Right of Pledge mentioned herein refers to the Pledgee’s right to be indemnified in priority with the proceeds from the conversion into money, auction or sale of the Equity Interest pledged by the New Pledgors to the Pledgee.
Except as otherwise agreed in writing by the Pledgee after the execution of this Agreement, the pledge under this Agreement shall be released only when Taomee and the New Pledgors have appropriately performed all their obligations and liabilities under the New Restructuring Agreements and obtained Pledgee’s written approval. If Taomee or the New Pledgors still have not fully performed all or part of their obligations or liabilities under the New Restructuring Agreements upon expiry of the terms specified thereunder, the Pledgee is still entitled to the Right of Pledge hereunder until the aforementioned relevant obligations and liabilities have been fully performed.
3. Effectiveness
3.1 This Agreement shall become effective when signed and sealed by the Parties.

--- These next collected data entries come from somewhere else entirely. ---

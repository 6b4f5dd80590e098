//! HTTP server setup.
//!
//! # Responsibilities
//! - Create the Axum router with the service routes
//! - Wrap it in the request pipeline
//! - Run the accept loop, one task per connection
//! - Stop accepting on shutdown and drain open connections
//!
//! # Design Decisions
//! - The drain itself has no deadline; the lifecycle coordinator bounds it
//!   by aborting the server task, which drops every connection task
//! - Accept errors that only concern one connection are logged and skipped

use std::sync::Arc;

use axum::{
    body::Body,
    http::StatusCode,
    routing::{get, post},
    Router,
};
use tokio::task::JoinSet;

use crate::config::Settings;
use crate::http::body::is_payload_too_large;
use crate::http::middleware::Pipeline;
use crate::http::request::RequestContext;
use crate::lifecycle::ShutdownSignal;
use crate::net::connection::{serve_connection, ConnectionTracker};
use crate::net::listener::{Listener, ListenerError};
use crate::observability::Telemetry;
use crate::security::TrustResolver;

/// HTTP server for the service.
pub struct HttpServer {
    router: Router,
    tracker: ConnectionTracker,
}

impl HttpServer {
    /// Create a new HTTP server with the given settings.
    pub fn new(settings: &Settings, resolver: TrustResolver, telemetry: Arc<dyn Telemetry>) -> Self {
        let pipeline = Pipeline::new(resolver, telemetry, settings.max_allowed_request_bytes);
        let router = pipeline.layer(Self::build_routes(settings));
        Self {
            router,
            tracker: ConnectionTracker::new(),
        }
    }

    fn build_routes(settings: &Settings) -> Router {
        Router::new()
            .route(&settings.health_endpoint, get(health_handler))
            .route("/hi", get(hi_handler))
            .route("/echo", post(echo_handler))
    }

    /// Tracker of the connections this server has open.
    pub fn tracker(&self) -> ConnectionTracker {
        self.tracker.clone()
    }

    /// The fully layered router, for in-process use.
    pub fn into_router(self) -> Router {
        self.router
    }

    /// Run the server until `shutdown` fires and every connection is done.
    pub async fn run(self, listener: Listener, mut shutdown: ShutdownSignal) -> Result<(), ListenerError> {
        let addr = listener.local_addr().map_err(ListenerError::Accept)?;
        tracing::info!(address = %addr, "HTTP server starting");

        let mut connections = JoinSet::new();
        let result = loop {
            tokio::select! {
                _ = shutdown.triggered() => break Ok(()),
                accepted = listener.accept() => {
                    let (stream, peer) = match accepted {
                        Ok(conn) => conn,
                        Err(e) => break Err(e),
                    };
                    let guard = self.tracker.track();
                    let router = self.router.clone();
                    let signal = shutdown.clone();
                    connections.spawn(async move {
                        tracing::trace!(connection_id = %guard.id(), peer = %peer, "Connection opened");
                        serve_connection(stream, peer, router, signal).await;
                        drop(guard);
                    });
                }
                // Reap finished connection tasks as we go.
                Some(_) = connections.join_next(), if !connections.is_empty() => {}
            }
        };

        drop(listener);
        tracing::info!(
            open_connections = self.tracker.active_count(),
            "Stopped accepting, draining connections"
        );
        while connections.join_next().await.is_some() {}

        tracing::info!("HTTP server stopped");
        result
    }
}

async fn health_handler() -> StatusCode {
    StatusCode::OK
}

async fn hi_handler(ctx: RequestContext) -> &'static str {
    ctx.span().in_scope(|| tracing::info!("hi"));
    "hi"
}

async fn echo_handler(body: Body) -> Result<Body, StatusCode> {
    match axum::body::to_bytes(body, usize::MAX).await {
        Ok(bytes) => Ok(Body::from(bytes)),
        Err(e) if is_payload_too_large(&e) => Err(StatusCode::PAYLOAD_TOO_LARGE),
        Err(_) => Err(StatusCode::BAD_REQUEST),
    }
}

#[cfg(test)]
mod tests {
    use super::*;
    use std::net::SocketAddr;

    use axum::extract::ConnectInfo;
    use axum::http::Request;
    use tower::ServiceExt;

    use crate::observability::tracing::NoopTelemetry;

    fn router(settings: &Settings) -> Router {
        HttpServer::new(settings, TrustResolver::default(), Arc::new(NoopTelemetry)).into_router()
    }

    fn request(method: &str, uri: &str, body: Body) -> Request<Body> {
        let mut req = Request::builder().method(method).uri(uri).body(body).unwrap();
        let peer: SocketAddr = "198.51.100.1:4000".parse().unwrap();
        req.extensions_mut().insert(ConnectInfo(peer));
        req
    }

    #[tokio::test]
    async fn health_endpoint_follows_settings() {
        let settings = Settings {
            health_endpoint: "/livez".to_string(),
            ..Settings::default()
        };
        let app = router(&settings);

        let response = app.clone().oneshot(request("GET", "/livez", Body::empty())).await.unwrap();
        assert_eq!(response.status(), StatusCode::OK);

        let response = app.oneshot(request("GET", "/health", Body::empty())).await.unwrap();
        assert_eq!(response.status(), StatusCode::NOT_FOUND);
    }

    #[tokio::test]
    async fn echo_rejects_oversized_body() {
        let settings = Settings {
            max_allowed_request_bytes: 4,
            ..Settings::default()
        };
        let response = router(&settings)
            .oneshot(request("POST", "/echo", Body::from("0123456789")))
            .await
            .unwrap();
        assert_eq!(response.status(), StatusCode::PAYLOAD_TOO_LARGE);
    }

    #[tokio::test]
    async fn unknown_route_still_gets_request_id() {
        let response = router(&Settings::default())
            .oneshot(request("GET", "/nowhere", Body::empty()))
            .await
            .unwrap();
        assert_eq!(response.status(), StatusCode::NOT_FOUND);
        assert!(response.headers().contains_key("x-request-id"));
    }
}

The Right of Pledge shall come into effect after the New Pledgors and Taomee handle the equity interest pledge registration at the industrial and commercial administration.
3.2 The copy of Taomee’s register of shareholders recording the pledge hereunder shall be affixed with Taomee’s corporate seal and kept by the Pledgee.
3.3 In the course of pledge, if Taomee fails to deliver the service fee pursuant to the exclusive technical and marketing services agreement or fails to comply with the New Restructuring Agreements, the Pledgee has the right to exercise the Right of Pledge pursuant to the provisions herein.
4. Custody and Registration
4.1 Within the term of pledge hereunder, the New Pledgors shall deliver the contribution certificates associated with their Equity Interest in Taomee (originals) to the Pledgee for custody. Within seven (7) business days after the execution date hereof, the above contribution certificates (originals) shall be delivered to the Pledgee together with the evidence proving that the pledge hereunder has been duly recorded in the register of shareholders.
4.2 Except with the Pledgee’s written consent, throughout the term of this Agreement, all the proceeds obtained by the New Pledgors in connection with the Equity Interest(if any, including, but not limited to, any dividends and profits) shall also serve as a guaranty for the Taomee’s obligations hereunder.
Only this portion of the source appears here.